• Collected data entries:

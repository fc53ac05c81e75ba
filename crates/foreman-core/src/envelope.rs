use chrono::Utc;
use hmac::{Hmac, Mac};
use rand::RngCore;
use serde::{Deserialize, Serialize};
use sha2::Sha256;

use crate::error::EnvelopeError;

type HmacSha256 = Hmac<Sha256>;

/// Default freshness window for signed prompts, in seconds.
pub const DEFAULT_MAX_AGE_SECS: i64 = 3600;

/// A prompt wrapped with an integrity signature for transit over the
/// message bus. Workers run outside the PM trust boundary; the signature
/// prevents a compromised broker from injecting crafted instructions.
#[derive(Debug, Clone, Serialize, Deserialize)]
pub struct SignedPrompt {
    pub prompt: String,
    pub nonce: String,
    pub timestamp: i64,
    pub signature: String,
}

/// HMAC-SHA-256 prompt signer/verifier.
#[derive(Clone)]
pub struct PromptSigner {
    secret: Vec<u8>,
    max_age_secs: i64,
}

impl PromptSigner {
    pub fn new(secret: impl AsRef<[u8]>) -> Self {
        Self {
            secret: secret.as_ref().to_vec(),
            max_age_secs: DEFAULT_MAX_AGE_SECS,
        }
    }

    pub fn with_max_age(mut self, max_age_secs: i64) -> Self {
        self.max_age_secs = max_age_secs;
        self
    }

    /// Sign a prompt with a fresh 128-bit nonce and the current unix time.
    pub fn sign(&self, prompt: &str) -> SignedPrompt {
        let mut nonce_bytes = [0u8; 16];
        rand::thread_rng().fill_bytes(&mut nonce_bytes);
        let nonce = hex::encode(nonce_bytes);
        let timestamp = Utc::now().timestamp();
        let signature = self.compute_mac(prompt, &nonce, timestamp);
        SignedPrompt {
            prompt: prompt.to_string(),
            nonce,
            timestamp,
            signature,
        }
    }

    /// Verify field integrity and freshness.
    pub fn verify(&self, signed: &SignedPrompt) -> Result<(), EnvelopeError> {
        let age = Utc::now().timestamp() - signed.timestamp;
        if age > self.max_age_secs || age < 0 {
            return Err(EnvelopeError::Expired);
        }

        let mut mac = HmacSha256::new_from_slice(&self.secret)
            .map_err(|_| EnvelopeError::SignatureMismatch)?;
        mac.update(canonical_payload(&signed.prompt, &signed.nonce, signed.timestamp).as_bytes());
        let provided = hex::decode(&signed.signature).map_err(|_| EnvelopeError::SignatureMismatch)?;
        mac.verify_slice(&provided)
            .map_err(|_| EnvelopeError::SignatureMismatch)
    }

    /// Verify and return the prompt, or nothing.
    pub fn extract(&self, signed: &SignedPrompt) -> Option<String> {
        self.verify(signed).ok().map(|()| signed.prompt.clone())
    }

    /// Parse a wire-format envelope (the JSON string carried in a stream
    /// field), verify it and return the prompt.
    pub fn extract_from_wire(&self, raw: &str) -> Result<String, EnvelopeError> {
        let signed: SignedPrompt =
            serde_json::from_str(raw).map_err(|_| EnvelopeError::Malformed)?;
        self.verify(&signed)?;
        Ok(signed.prompt)
    }

    fn compute_mac(&self, prompt: &str, nonce: &str, timestamp: i64) -> String {
        let mut mac =
            HmacSha256::new_from_slice(&self.secret).expect("hmac accepts any key length");
        mac.update(canonical_payload(prompt, nonce, timestamp).as_bytes());
        hex::encode(mac.finalize().into_bytes())
    }
}

/// Canonical JSON of the signed fields. serde_json maps are ordered by key,
/// so serializing this object yields a stable byte string.
fn canonical_payload(prompt: &str, nonce: &str, timestamp: i64) -> String {
    serde_json::json!({
        "nonce": nonce,
        "prompt": prompt,
        "timestamp": timestamp,
    })
    .to_string()
}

• Work required: In the records above, find the line with "filename crates/foreman-core/src/envelope.rs"; write out exactly that line and each one after it, stopping after the line with "let timestamp = Utc::now().timestamp();".

• Response to this exercise:
filename crates/foreman-core/src/envelope.rs
use chrono::Utc;
use hmac::{Hmac, Mac};
use rand::RngCore;
use serde::{Deserialize, Serialize};
use sha2::Sha256;

use crate::error::EnvelopeError;

type HmacSha256 = Hmac<Sha256>;

/// Default freshness window for signed prompts, in seconds.
pub const DEFAULT_MAX_AGE_SECS: i64 = 3600;

/// A prompt wrapped with an integrity signature for transit over the
/// message bus. Workers run outside the PM trust boundary; the signature
/// prevents a compromised broker from injecting crafted instructions.
#[derive(Debug, Clone, Serialize, Deserialize)]
pub struct SignedPrompt {
    pub prompt: String,
    pub nonce: String,
    pub timestamp: i64,
    pub signature: String,
}

/// HMAC-SHA-256 prompt signer/verifier.
#[derive(Clone)]
pub struct PromptSigner {
    secret: Vec<u8>,
    max_age_secs: i64,
}

impl PromptSigner {
    pub fn new(secret: impl AsRef<[u8]>) -> Self {
        Self {
            secret: secret.as_ref().to_vec(),
            max_age_secs: DEFAULT_MAX_AGE_SECS,
        }
    }

    pub fn with_max_age(mut self, max_age_secs: i64) -> Self {
        self.max_age_secs = max_age_secs;
        self
    }

    /// Sign a prompt with a fresh 128-bit nonce and the current unix time.
    pub fn sign(&self, prompt: &str) -> SignedPrompt {
        let mut nonce_bytes = [0u8; 16];
        rand::thread_rng().fill_bytes(&mut nonce_bytes);
        let nonce = hex::encode(nonce_bytes);
        let timestamp = Utc::now().timestamp();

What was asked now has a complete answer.